In a word: what the soul is in the body, that the Christians are in the world. The soul is spread through all the members of the body, and the Christians throughout the cities of the world. The soul dwells in the body, but is not part and parcel of the body; so Christians dwell in the world, but are not part and parcel of the world. Itself invisible, the soul is kept shut up in the visible body; so Christians are known as such in the world, but their religion remains invisible. The flesh, though suffering no wrong from the soul, yet hates and makes war on it, because it is hindered from indulging its passions; so, too, the world, though suffering no wrong from Christians, hates them because they oppose its members; so, too, Christians love those that hate them. The soul is locked up in the body, yet is the very thing that holds the body together; so, too, Christians are shut up in the world as in a prison, yet it is precisely they that hold the world together. Immortal, the soul is lodged in mortal tenement; so, too, Christians, though residing as strangers among corruptible things, look forward to the incorruptibility that awaits them in heaven. The soul, when stinting itself in food and drink, fares the better for it; so, too, Christians, when penalized, show a daily increase in numbers on that account. Such is the important post to which God has assigned, and they are not at liberty to desert it.”

2. EVANGELISM INVOLVES PROCLAMATION AND CELEBRATION.

Evangelism means communicating the gospel in act and also in word. The first task of all the baptized: lay, bishop, deacons and priests is to “represent Christ in the world.” Re-present Christ in the world.

The story is told of the man who wanted to witness by his actions rather than his words to his next-door neighbor. He did just that and one day some time later the man and his neighbor were talking. The neighbor said that he had observed that there was something in the man’s life that mad e him a happier and healthier than he was and would it be all right if he asked him a personal question?
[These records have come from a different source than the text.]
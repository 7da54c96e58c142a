//! System prompt builder.
//!
//! Pure and deterministic: identical inputs always produce the same
//! prompt string. Sections backed by absent data are omitted
//! entirely, never emitted as empty headers. An empty section header
//! can itself bias model behavior, so omission is a hard contract
//! here, covered by the section-absence tests below.

use cairn_types::context::ContextBundle;
use cairn_types::llm::{ChatTurn, MessageRole};

/// Header of the stored-context instruction block. Tests assert on
/// presence/absence of these markers.
pub const MEMORY_SECTION_HEADER: &str = "<stored_context>";
pub const HISTORY_SECTION_HEADER: &str = "<previous_conversations>";
pub const PATTERN_SECTION_HEADER: &str = "<pattern_recognition>";

/// Builds the system prompt for one request.
pub struct PromptBuilder;

impl PromptBuilder {
    /// Compose the system prompt, in order: core behavioral
    /// instructions, domain methodology, stored-context block (iff
    /// the bundle has profile data), previous-conversations block
    /// (iff summaries exist), pattern-recognition block (iff there
    /// is cross-session history to reason over).
    pub fn build(
        core_instructions: &str,
        bundle: &ContextBundle,
        prior_turns: &[ChatTurn],
    ) -> String {
        let mut sections = Vec::with_capacity(5);

        sections.push(core_instructions.trim().to_string());

        if let Some(domain) = &bundle.domain {
            sections.push(format!(
                "<methodology domain=\"{}\">\n{}\n</methodology>",
                domain.title,
                domain.methodology.trim()
            ));
        }

        if bundle.has_profile() {
            sections.push(Self::memory_section(bundle));
        }

        if bundle.has_history() {
            sections.push(Self::history_section(bundle));
            // Patterns require history; never fabricated from a
            // single session.
            sections.push(Self::pattern_section());
        }

        if !prior_turns.is_empty() {
            let recap: Vec<String> = prior_turns
                .iter()
                .map(|t| {
                    let speaker = match t.role {
                        MessageRole::User => "User",
                        MessageRole::Assistant => "Coach",
                        MessageRole::System => "System",
                    };
                    format!("{speaker}: {}", t.content)
                })
                .collect();
            sections.push(format!(
                "<current_conversation>\n{}\n</current_conversation>",
                recap.join("\n")
            ));
        }

        sections.join("\n\n")
    }

    fn memory_section(bundle: &ContextBundle) -> String {
        let mut lines = Vec::new();
        if let Some(profile) = &bundle.profile {
            if !profile.values_goals.trim().is_empty() {
                lines.push(format!("Values and goals: {}", profile.values_goals.trim()));
            }
            if !profile.situation.trim().is_empty() {
                lines.push(format!("Current situation: {}", profile.situation.trim()));
            }
        }
        for insight in &bundle.insights {
            lines.push(format!("Confirmed insight: {}", insight.content));
        }

        format!(
            "{MEMORY_SECTION_HEADER}\n\
             {}\n\
             When you draw on any of this stored context, wrap the reference \
             in a memory tag: [MEMORY: what you are referencing]. Use the tag \
             inline, at the exact point of the reference.\n\
             </stored_context>",
            lines.join("\n")
        )
    }

    fn history_section(bundle: &ContextBundle) -> String {
        let lines: Vec<String> = bundle
            .summaries
            .iter()
            .map(|s| match &s.domain {
                Some(domain) => format!("- ({domain}) {}", s.summary),
                None => format!("- {}", s.summary),
            })
            .collect();

        format!(
            "{HISTORY_SECTION_HEADER}\n\
             Summaries of this user's recent sessions:\n\
             {}\n\
             You may reference these with [MEMORY: ...] tags as well.\n\
             </previous_conversations>",
            lines.join("\n")
        )
    }

    fn pattern_section() -> String {
        format!(
            "{PATTERN_SECTION_HEADER}\n\
             If, and only if, you notice a theme recurring across several of \
             the sessions above with high confidence, you may surface it once, \
             wrapped in a pattern tag: [PATTERN: the recurring theme]. Never \
             force a pattern; most responses contain none. A single session is \
             never enough evidence for a pattern.\n\
             </pattern_recognition>"
        )
    }
}

#[cfg(test)]
mod tests {
    use super::*;
    use cairn_types::context::{ConversationSummary, DomainConfig, UserProfile};
    use uuid::Uuid;

    const CORE: &str = "You are a supportive coach.";

    fn bundle_with_history() -> ContextBundle {
        ContextBundle {
            profile: Some(UserProfile {
                values_goals: "autonomy".to_string(),
                situation: "career switch".to_string(),
            }),
            insights: Vec::new(),
            summaries: vec![ConversationSummary {
                conversation_id: Uuid::now_v7(),
                domain: Some("career".to_string()),
                summary: "User focus: interview prep.".to_string(),
            }],
            domain: Some(DomainConfig {
                id: "career".to_string(),
                title: "Career".to_string(),
                methodology: "Strengths-based.".to_string(),
            }),
        }
    }

    #[test]
    fn full_bundle_emits_all_sections() {
        let prompt = PromptBuilder::build(CORE, &bundle_with_history(), &[]);
        assert!(prompt.starts_with(CORE));
        assert!(prompt.contains(MEMORY_SECTION_HEADER));
        assert!(prompt.contains(HISTORY_SECTION_HEADER));
        assert!(prompt.contains(PATTERN_SECTION_HEADER));
        assert!(prompt.contains("[MEMORY:"));
        assert!(prompt.contains("[PATTERN:"));
    }

    #[test]
    fn empty_bundle_omits_sections_entirely() {
        // Section-absence, not emptiness: a new user with no history
        // must see neither header at all.
        let prompt = PromptBuilder::build(CORE, &ContextBundle::default(), &[]);
        assert!(!prompt.contains(MEMORY_SECTION_HEADER));
        assert!(!prompt.contains(HISTORY_SECTION_HEADER));
        assert!(!prompt.contains(PATTERN_SECTION_HEADER));
        assert_eq!(prompt, CORE);
    }

    #[test]
    fn pattern_section_requires_history_not_just_profile() {
        let bundle = ContextBundle {
            profile: Some(UserProfile {
                values_goals: "calm".to_string(),
                situation: String::new(),
            }),
            ..Default::default()
        };
        let prompt = PromptBuilder::build(CORE, &bundle, &[]);
        assert!(prompt.contains(MEMORY_SECTION_HEADER));
        assert!(!prompt.contains(PATTERN_SECTION_HEADER));
        assert!(!prompt.contains(HISTORY_SECTION_HEADER));
    }

    #[test]
    fn deterministic_for_identical_inputs() {
        let bundle = bundle_with_history();
        let turns = vec![ChatTurn::user("hi"), ChatTurn::assistant("hello")];
        let a = PromptBuilder::build(CORE, &bundle, &turns);
        let b = PromptBuilder::build(CORE, &bundle, &turns);
        assert_eq!(a, b);
    }

    #[test]
    fn prior_turns_are_recapped_in_order() {
        let turns = vec![ChatTurn::user("first"), ChatTurn::assistant("second")];
        let prompt = PromptBuilder::build(CORE, &ContextBundle::default(), &turns);
        let user_pos = prompt.find("User: first").unwrap();
        let coach_pos = prompt.find("Coach: second").unwrap();
        assert!(user_pos < coach_pos);
    }
}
The man was thrilled and said that he could ask him anything he desired. “Well, here goes,” said the neighbor. “This is pretty personal but tell me are you a vegetarian?”

3. EVANGELISM IS SPECIFIC, NOT GENERAL.

Evangelism is concretely related to the needs of those to whom it is addressed.
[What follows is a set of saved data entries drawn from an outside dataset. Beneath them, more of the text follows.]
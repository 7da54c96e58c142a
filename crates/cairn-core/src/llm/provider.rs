//! StreamingProvider trait definition.
//!
//! Every upstream completion API is adapted to this one shape so the
//! pipeline is provider-agnostic: adding a provider means writing one
//! adapter in `cairn-infra`, not touching the orchestration state
//! machine.

use std::pin::Pin;
use std::sync::Arc;

use futures_util::Stream;

use cairn_types::llm::{CompletionRequest, StreamDelta};

/// Ordered stream of normalized deltas from one completion call.
///
/// A well-formed stream yields zero or more `Text` deltas followed by
/// exactly one `Complete` or `Failed`, then ends.
pub type DeltaStream = Pin<Box<dyn Stream<Item = StreamDelta> + Send + 'static>>;

/// An upstream streaming completion backend.
///
/// The trait is object-safe (the stream is already boxed), so
/// runtime provider selection is just `Arc<dyn StreamingProvider>`.
/// Errors are not a second channel: any failure surfaces as a single
/// terminal [`StreamDelta::Failed`] on the stream itself.
pub trait StreamingProvider: Send + Sync {
    /// Human-readable provider name (e.g. "anthropic").
    fn name(&self) -> &str;

    /// Default model identifier for this provider instance.
    fn model(&self) -> &str;

    /// Open a streaming completion. Never retries within the same
    /// logical request; retry policy belongs to callers.
    fn stream(&self, request: CompletionRequest) -> DeltaStream;
}

/// Shared, type-erased provider handle for injection.
pub type SharedProvider = Arc<dyn StreamingProvider>;
//! Upstream LLM provider adapters.

pub mod anthropic;
pub mod deadline;
pub mod openai_compat;
pub mod pricing;

use std::sync::Arc;
use std::time::Duration;

use secrecy::SecretString;

use cairn_core::llm::SharedProvider;
use cairn_types::config::{ProviderSettings, StreamSettings};
use cairn_types::llm::{LlmError, ProviderKind};

use self::anthropic::AnthropicProvider;
use self::deadline::DeadlineProvider;
use self::openai_compat::OpenAiCompatibleProvider;

/// Build the configured provider, wrapped in the stream deadline.
///
/// The API key is read from the environment variable named in the
/// provider settings, never from the config file itself.
pub fn build_provider(
    provider: &ProviderSettings,
    stream: &StreamSettings,
) -> Result<SharedProvider, LlmError> {
    let api_key = std::env::var(&provider.api_key_env)
        .map(SecretString::from)
        .map_err(|_| LlmError::MissingApiKey(provider.api_key_env.clone()))?;

    let inner: SharedProvider = match provider.kind {
        ProviderKind::Anthropic => {
            let mut p = AnthropicProvider::new(api_key, provider.model.clone());
            if let Some(base_url) = &provider.base_url {
                p = p.with_base_url(base_url);
            }
            Arc::new(p)
        }
        ProviderKind::OpenAiCompatible => Arc::new(OpenAiCompatibleProvider::new(
            api_key,
            provider.model.clone(),
            provider.base_url.as_deref(),
        )),
    };

    Ok(Arc::new(DeadlineProvider::new(
        inner,
        Duration::from_secs(stream.max_stream_secs),
    )))
}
4. EVANGELISM IS ORIENTED TOWARD THE KINGDOM OF GOD.

Evangelism is oriented not toward the past or toward some golden age of religion that once was. It is oriented toward the future. It is the encounter with the grace of God NOW that points us to the unfolding lordship of Christ over all of life. evangelism is good news, not of the soul retreating from the world, but of the transformation of this world.

Alfred C Krass

Alfred C. Krass

*Look for Krass’s book, Evangelizing Neopagan North America. [p. 200] “The results of the neglect of the Holy Spirit by many sections of the Church have been utterly disastrous. Deprived of the sense of power and of the experience of God’s life, religion deteriorates into a dreary system of rules and ceremonies. It becomes content with a ‘diminished mode of consciousness’. So religion ceases to mediate the world of the Spirit, and becomes a second-hand account of what was once experienced by people long since dead. …”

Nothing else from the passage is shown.